The first contribution of this thesis is the generalization of a classical linear temporal logic (LTL) control synthesis approach to optimal and robust control. We show how we can extend automata-based synthesis techniques for discrete abstractions of dynamical systems to create optimal and robust controllers that are guaranteed to satisfy an LTL specification. Such optimal and robust controllers can be computed at little extra computational cost compared to computing a feasible controller.
The second contribution of this thesis addresses the scalability of control synthesis with LTL specifications. A major limitation of the standard automaton-based approach for control with LTL specifications is that the automaton might be doubly-exponential in the size of the LTL specification. We introduce a fragment of LTL for which one can compute feasible control policies in time polynomial in the size of the system and specification. Additionally, we show how to compute optimal control policies for a variety of cost functions, and identify interesting cases when this can be done in polynomial time. These techniques are particularly relevant for online control, as one can guarantee that a feasible solution can be found quickly, and then iteratively improve on the quality as time permits.
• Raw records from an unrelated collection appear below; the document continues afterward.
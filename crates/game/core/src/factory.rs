//! Unit models and the factory that turns them into units.
//!
//! A [`UnitModel`] is static content (usually loaded from RON by
//! `crawl-content`). Building a unit copies the model's numbers, learns its
//! abilities and equips its starting gear.

use std::collections::BTreeMap;

use crate::ability::AbilityKind;
use crate::error::{ErrorSeverity, GameError};
use crate::geometry::Position;
use crate::state::{AiParameters, Faction, Item, MapError, ResourceMeter, Unit, UnitId};

/// Static description of a kind of unit.
#[derive(Clone, Debug, PartialEq)]
#[cfg_attr(feature = "serde", derive(serde::Serialize, serde::Deserialize))]
pub struct UnitModel {
    pub name: String,
    pub faction: Faction,
    pub life: u32,
    #[cfg_attr(feature = "serde", serde(default))]
    pub mana: u32,
    #[cfg_attr(feature = "serde", serde(default = "UnitModel::default_stat"))]
    pub strength: u32,
    #[cfg_attr(feature = "serde", serde(default = "UnitModel::default_stat"))]
    pub dexterity: u32,
    /// Experience granted to the killer.
    #[cfg_attr(feature = "serde", serde(default))]
    pub reward: u32,
    #[cfg_attr(feature = "serde", serde(default))]
    pub abilities: Vec<AbilityKind>,
    /// `None` builds a player-controlled unit.
    #[cfg_attr(feature = "serde", serde(default))]
    pub ai: Option<AiParameters>,
    #[cfg_attr(feature = "serde", serde(default))]
    pub summon_class: Option<String>,
    /// Starting gear, equipped in order.
    #[cfg_attr(feature = "serde", serde(default))]
    pub equipment: Vec<Item>,
    #[cfg_attr(feature = "serde", serde(default))]
    pub inventory: Vec<Item>,
}

impl UnitModel {
    #[cfg(feature = "serde")]
    fn default_stat() -> u32 {
        1
    }

    pub fn new(name: impl Into<String>, faction: Faction, life: u32) -> Self {
        Self {
            name: name.into(),
            faction,
            life,
            mana: 0,
            strength: 1,
            dexterity: 1,
            reward: 0,
            abilities: Vec::new(),
            ai: None,
            summon_class: None,
            equipment: Vec::new(),
            inventory: Vec::new(),
        }
    }

    /// Builds a fresh unit of this model.
    ///
    /// Abilities beyond the ledger capacity are dropped, and items without an
    /// equip slot go to the inventory.
    pub fn build(&self, id: UnitId, position: Position) -> Unit {
        let mut unit = Unit::new(id, self.name.clone(), self.faction, position);
        unit.life = ResourceMeter::full(self.life.max(1));
        unit.mana = ResourceMeter::full(self.mana);
        unit.strength = self.strength;
        unit.dexterity = self.dexterity;
        unit.reward = self.reward;
        unit.ai = self.ai;
        unit.summon_class = self.summon_class.clone();

        for &ability in &self.abilities {
            if !unit.learn(ability) && !unit.knows(ability) {
                tracing::warn!(model = %self.name, ability = ability.as_str(), "ability list full");
            }
        }
        for item in &self.equipment {
            if let Err(item) = unit.equip(item.clone()) {
                unit.inventory.add(item);
            }
        }
        for item in &self.inventory {
            unit.inventory.add(item.clone());
        }
        unit
    }
}

/// All unit models known to a world, keyed by name.
#[derive(Clone, Debug, Default, PartialEq)]
pub struct UnitCatalog {
    models: BTreeMap<String, UnitModel>,
}

impl UnitCatalog {
    pub fn new() -> Self {
        Self::default()
    }

    /// Adds or replaces a model, returning the previous one.
    pub fn insert(&mut self, model: UnitModel) -> Option<UnitModel> {
        self.models.insert(model.name.clone(), model)
    }

    pub fn get(&self, name: &str) -> Option<&UnitModel> {
        self.models.get(name)
    }

    pub fn contains(&self, name: &str) -> bool {
        self.models.contains_key(name)
    }

    pub fn names(&self) -> impl Iterator<Item = &str> {
        self.models.keys().map(String::as_str)
    }

    pub fn len(&self) -> usize {
        self.models.len()
    }

    pub fn is_empty(&self) -> bool {
        self.models.is_empty()
    }

    pub fn build(&self, name: &str, id: UnitId, position: Position) -> Result<Unit, SpawnError> {
        self.get(name)
            .map(|model| model.build(id, position))
            .ok_or_else(|| SpawnError::UnknownModel(name.to_string()))
    }
}

impl FromIterator<UnitModel> for UnitCatalog {
    fn from_iter<I: IntoIterator<Item = UnitModel>>(iter: I) -> Self {
        let mut catalog = Self::new();
        for model in iter {
            catalog.insert(model);
        }
        catalog
    }
}

#[derive(Clone, Debug, PartialEq, Eq, thiserror::Error)]
pub enum SpawnError {
    #[error("unknown unit model '{0}'")]
    UnknownModel(String),

    #[error(transparent)]
    Map(#[from] MapError),
}

impl GameError for SpawnError {
    fn severity(&self) -> ErrorSeverity {
        match self {
            SpawnError::UnknownModel(_) => ErrorSeverity::Validation,
            SpawnError::Map(error) => error.severity(),
        }
    }

    fn error_code(&self) -> &'static str {
        match self {
            SpawnError::UnknownModel(_) => "SPAWN_UNKNOWN_MODEL",
            SpawnError::Map(error) => error.error_code(),
        }
    }
}

#[cfg(test)]
mod tests {
    use super::*;
    use crate::state::{EquipSlot, ItemCategory};

    #[test]
    fn build_applies_model() {
        let mut model = UnitModel::new("knight", Faction::Player, 20);
        model.mana = 10;
        model.strength = 4;
        model.abilities = vec![AbilityKind::HeavyAttack, AbilityKind::Attack];
        model.equipment = vec![
            Item::weapon("sword", 3),
            Item::shield("buckler", 0.5),
            Item::key(),
        ];

        let unit = model.build(UnitId(3), Position::new(2, 2));
        assert_eq!(unit.id, UnitId(3));
        assert_eq!(unit.life.current, 20);
        assert_eq!(unit.mana.maximum, 10);
        assert_eq!(unit.melee_damage(), 7);
        assert!(unit.knows(AbilityKind::HeavyAttack));
        assert_eq!(unit.abilities.len(), 1);
        assert!(unit.equipment.get(EquipSlot::OffHand).is_some());
        assert_eq!(unit.inventory.count(ItemCategory::Key), 1);
    }

    #[test]
    fn unknown_model_is_validation_error() {
        let catalog = UnitCatalog::new();
        let err = catalog
            .build("ghost", UnitId(1), Position::ORIGIN)
            .unwrap_err();
        assert_eq!(err.severity(), ErrorSeverity::Validation);
        assert_eq!(err.error_code(), "SPAWN_UNKNOWN_MODEL");
    }
}
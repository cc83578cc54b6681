//! Shared fixtures for the integration tests.
#![allow(dead_code)]

use crawl_core::{
    AbilityKind, AiParameters, Faction, GameConfig, Map, Position, RecordingSink, ResourceMeter,
    Unit, UnitCatalog, UnitId, World, WorldContext,
};
use rand::SeedableRng;
use rand_chacha::ChaCha8Rng;

pub const SEED: u64 = 0x5eed;

/// A world plus everything needed to build a [`WorldContext`] over it.
pub struct Harness {
    pub world: World,
    pub rng: ChaCha8Rng,
    pub sink: RecordingSink,
    pub config: GameConfig,
}

impl Harness {
    /// Builds a harness over an ASCII layout with regeneration and drops off,
    /// so that life and mana only change when the test says so.
    pub fn new(layout: &str) -> Self {
        Self::with_catalog(layout, UnitCatalog::new())
    }

    pub fn with_catalog(layout: &str, catalog: UnitCatalog) -> Self {
        let mut config = GameConfig::default().without_drops();
        config.life_regen = 0.0;
        config.mana_regen = 0.0;
        Self {
            world: World::new(Map::from_ascii(layout), catalog),
            rng: ChaCha8Rng::seed_from_u64(SEED),
            sink: RecordingSink::new(),
            config,
        }
    }

    pub fn ctx(&mut self) -> WorldContext<'_> {
        WorldContext::new(&mut self.world, &mut self.rng, &mut self.sink, &self.config)
    }

    pub fn add(&mut self, unit: Unit) -> UnitId {
        self.world.add_unit(unit).expect("tile should be free")
    }

    pub fn add_player(&mut self, unit: Unit) -> UnitId {
        self.world.add_player(unit).expect("tile should be free")
    }

    pub fn unit(&self, id: UnitId) -> &Unit {
        self.world.unit(id).expect("unit should be on the map")
    }

    pub fn unit_mut(&mut self, id: UnitId) -> &mut Unit {
        self.world.unit_mut(id).expect("unit should be on the map")
    }

    pub fn logs(&self) -> Vec<String> {
        self.sink.logs().map(str::to_string).collect()
    }
}

pub fn hero(x: i32, y: i32) -> Unit {
    let mut unit = Unit::new(UnitId(0), "hero", Faction::Player, Position::new(x, y));
    unit.life = ResourceMeter::full(20);
    unit
}

/// An enemy without AI parameters; the AI controller keeps it in place.
pub fn dummy(name: &str, x: i32, y: i32, life: u32) -> Unit {
    let mut unit = Unit::new(UnitId(0), name, Faction::Enemy, Position::new(x, y));
    unit.life = ResourceMeter::full(life);
    unit
}

/// An AI-driven enemy.
pub fn monster(name: &str, x: i32, y: i32, life: u32, params: AiParameters) -> Unit {
    let mut unit = dummy(name, x, y, life);
    unit.ai = Some(params);
    unit
}

pub fn caster(mut unit: Unit, mana: u32, abilities: &[AbilityKind]) -> Unit {
    unit.mana = ResourceMeter::full(mana);
    for &ability in abilities {
        unit.learn(ability);
    }
    unit
}
//! Ability catalog: every combat and movement capability a unit can use.
//!
//! Abilities are a closed enum. Each ability has a fixed mana cost and a
//! legality rule; [`use_ability`] runs the rule, spends mana only once the
//! action is certain to happen, and then applies the effect. Damage always
//! goes through the combat resolver.
mod error;
mod melee;
mod movement;
mod radial;
mod ranged;
mod summon;

pub use error::AbilityError;
pub use ranged::trace;

use strum::{EnumIter, IntoStaticStr};

use crate::config::GameConfig;
use crate::context::WorldContext;
use crate::geometry::Position;
use crate::state::{Unit, UnitId, World};

/// All abilities known to the game.
#[derive(
    Clone, Copy, Debug, PartialEq, Eq, Hash, EnumIter, IntoStaticStr, strum::Display,
)]
#[cfg_attr(feature = "serde", derive(serde::Serialize, serde::Deserialize))]
#[strum(serialize_all = "snake_case")]
pub enum AbilityKind {
    // ========================================================================
    // Melee
    // ========================================================================
    /// Plain melee attack; refunds one mana on hit.
    Attack,
    HeavyAttack,
    /// Hits the target and both tiles flanking it.
    Cleave,
    BurningAttack,
    StunAttack,
    /// Pushes the defender away, then stuns it.
    KnockbackAttack,

    // ========================================================================
    // Movement
    // ========================================================================
    Dash,
    /// One step that does not end the turn.
    FreeMove,
    /// One step without turning.
    Strafe,
    Blink,
    Teleport,

    // ========================================================================
    // Ranged
    // ========================================================================
    /// Needs an equipped ranged weapon.
    ShootArrow,
    Bolt,
    Firebolt,
    Frostbolt,
    Fireball,

    // ========================================================================
    // Radial
    // ========================================================================
    FloorFire,
    ChainLightning,

    // ========================================================================
    // Conjuration
    // ========================================================================
    Summon,
}

/// Broad grouping used for dispatch.
#[derive(Clone, Copy, Debug, PartialEq, Eq)]
pub enum AbilityCategory {
    Melee,
    Movement,
    Ranged,
    Radial,
    Summon,
}

impl AbilityKind {
    pub const fn mana_cost(self) -> u32 {
        use AbilityKind::*;
        match self {
            Attack | ShootArrow => 0,
            Strafe => 1,
            FreeMove => 2,
            Dash | Bolt => 3,
            HeavyAttack | Blink => 4,
            Cleave | BurningAttack | StunAttack | Teleport | Firebolt | Frostbolt => 5,
            KnockbackAttack | FloorFire | Summon => 6,
            ChainLightning => 7,
            Fireball => 8,
        }
    }

    pub const fn category(self) -> AbilityCategory {
        use AbilityKind::*;
        match self {
            Attack | HeavyAttack | Cleave | BurningAttack | StunAttack | KnockbackAttack => {
                AbilityCategory::Melee
            }
            Dash | FreeMove | Strafe | Blink | Teleport => AbilityCategory::Movement,
            ShootArrow | Bolt | Firebolt | Frostbolt | Fireball => AbilityCategory::Ranged,
            FloorFire | ChainLightning => AbilityCategory::Radial,
            Summon => AbilityCategory::Summon,
        }
    }

    /// Innate abilities are known by every unit and hidden from action bars.
    pub const fn is_innate(self) -> bool {
        matches!(self, AbilityKind::Attack | AbilityKind::FreeMove)
    }

    /// Using a turn-exempt ability leaves the unit's turn slot open.
    pub const fn is_turn_exempt(self) -> bool {
        matches!(self, AbilityKind::FreeMove)
    }

    /// Melee abilities other than the plain attack.
    pub const fn is_special_attack(self) -> bool {
        matches!(self.category(), AbilityCategory::Melee) && !matches!(self, AbilityKind::Attack)
    }

    pub const fn is_spell(self) -> bool {
        matches!(
            self.category(),
            AbilityCategory::Ranged | AbilityCategory::Radial | AbilityCategory::Summon
        ) && !matches!(self, AbilityKind::ShootArrow)
    }

    /// Self-centred abilities ignore the target argument.
    pub const fn requires_target(self) -> bool {
        !matches!(
            self,
            AbilityKind::FloorFire | AbilityKind::ChainLightning | AbilityKind::Summon
        )
    }

    /// Melee damage multiplier.
    pub const fn multiplier(self) -> f32 {
        match self {
            AbilityKind::HeavyAttack => 2.0,
            AbilityKind::Cleave => 1.5,
            _ => 1.0,
        }
    }

    pub fn as_str(self) -> &'static str {
        self.into()
    }
}

/// What a legal ability will do once mana is spent.
enum Plan {
    Melee(melee::Strike),
    Move(Position),
    Ranged(ranged::Shot),
    Radial(Vec<UnitId>),
    Summon(String),
}

/// Legality check: whether `actor` may use `kind` toward `target` right now.
///
/// Pure; nothing is mutated and no events are emitted.
pub fn check(
    world: &World,
    config: &GameConfig,
    actor: UnitId,
    kind: AbilityKind,
    target: Option<Position>,
) -> Result<(), AbilityError> {
    prepare(world, config, actor, kind, target).map(|_| ())
}

/// Validates, spends mana and applies `kind`.
///
/// Fails without touching the world when the ability is not legal.
pub fn use_ability(
    ctx: &mut WorldContext<'_>,
    actor: UnitId,
    kind: AbilityKind,
    target: Option<Position>,
) -> Result<(), AbilityError> {
    let plan = prepare(ctx.world, ctx.config, actor, kind, target)?;

    let unit = ctx
        .world
        .unit_mut(actor)
        .ok_or(AbilityError::ActorNotFound(actor))?;
    if kind != AbilityKind::Strafe {
        if let Some(facing) = target.and_then(|t| unit.position.direction_to(t)) {
            unit.facing = facing;
        }
    }
    unit.spend_mana(kind.mana_cost())?;
    tracing::debug!(actor = %actor, ability = kind.as_str(), ?target, "ability used");

    match plan {
        Plan::Melee(strike) => melee::resolve(ctx, actor, kind, strike),
        Plan::Move(destination) => movement::resolve(ctx, actor, kind, destination),
        Plan::Ranged(shot) => ranged::resolve(ctx, actor, kind, shot),
        Plan::Radial(victims) => radial::resolve(ctx, actor, kind, &victims),
        Plan::Summon(model) => summon::resolve(ctx, actor, &model)?,
    }
    Ok(())
}

fn prepare(
    world: &World,
    config: &GameConfig,
    actor_id: UnitId,
    kind: AbilityKind,
    target: Option<Position>,
) -> Result<Plan, AbilityError> {
    let actor = world
        .unit(actor_id)
        .ok_or(AbilityError::ActorNotFound(actor_id))?;
    let target = match (kind.requires_target(), target) {
        (true, None) => return Err(AbilityError::missing_target(kind, actor_id, world.turn)),
        (_, target) => target.unwrap_or(actor.position),
    };

    ensure_usable(actor, kind)?;

    match kind.category() {
        AbilityCategory::Melee => melee::plan(world, actor, kind, target).map(Plan::Melee),
        AbilityCategory::Movement => {
            movement::plan(world, config, actor, kind, target).map(Plan::Move)
        }
        AbilityCategory::Ranged => ranged::plan(world, actor, kind, target).map(Plan::Ranged),
        AbilityCategory::Radial => radial::plan(world, actor, kind).map(Plan::Radial),
        AbilityCategory::Summon => summon::plan(world, config, actor).map(Plan::Summon),
    }
}

fn ensure_usable(actor: &Unit, kind: AbilityKind) -> Result<(), AbilityError> {
    if !actor.knows(kind) {
        return Err(AbilityError::NotKnown(kind));
    }
    if !actor.can_act() {
        return Err(AbilityError::CannotAct);
    }
    if !actor.can_afford(kind.mana_cost()) {
        return Err(AbilityError::InsufficientMana {
            ability: kind,
            cost: kind.mana_cost(),
            available: actor.mana.current,
        });
    }
    Ok(())
}

#[cfg(test)]
mod tests {
    use super::*;
    use strum::IntoEnumIterator;

    #[test]
    fn innate_abilities_are_free_or_cheap() {
        let innate: Vec<_> = AbilityKind::iter().filter(|k| k.is_innate()).collect();
        assert_eq!(innate, vec![AbilityKind::Attack, AbilityKind::FreeMove]);
        assert!(AbilityKind::FreeMove.is_turn_exempt());
        assert!(!AbilityKind::Dash.is_turn_exempt());
    }

    #[test]
    fn special_attacks_exclude_plain_attack() {
        let specials: Vec<_> = AbilityKind::iter()
            .filter(|k| k.is_special_attack())
            .collect();
        assert_eq!(specials.len(), 5);
        assert!(!specials.contains(&AbilityKind::Attack));
    }

    #[test]
    fn names_are_snake_case() {
        assert_eq!(AbilityKind::ChainLightning.as_str(), "chain_lightning");
        assert_eq!(AbilityKind::HeavyAttack.to_string(), "heavy_attack");
    }

    #[test]
    fn self_centred_abilities_need_no_target() {
        assert!(!AbilityKind::FloorFire.requires_target());
        assert!(AbilityKind::Teleport.requires_target());
        assert!(AbilityKind::Fireball.is_spell());
        assert!(!AbilityKind::ShootArrow.is_spell());
    }
}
The final contribution of this thesis is a set of algorithms for computing feasible trajectories for high-dimensional, nonlinear systems with LTL specifications. These algorithms avoid a potentially computationally-expensive process of computing a discrete abstraction, and instead compute directly on the system's continuous state space. The first method uses an automaton representing the specification to directly encode a series of constrained-reachability subproblems, which can be solved in a modular fashion by using standard techniques. The second method encodes an LTL formula as mixed-integer linear programming constraints on the dynamical system. We demonstrate these approaches with numerical experiments on temporal logic motion planning problems with high-dimensional (10+ states) continuous systems.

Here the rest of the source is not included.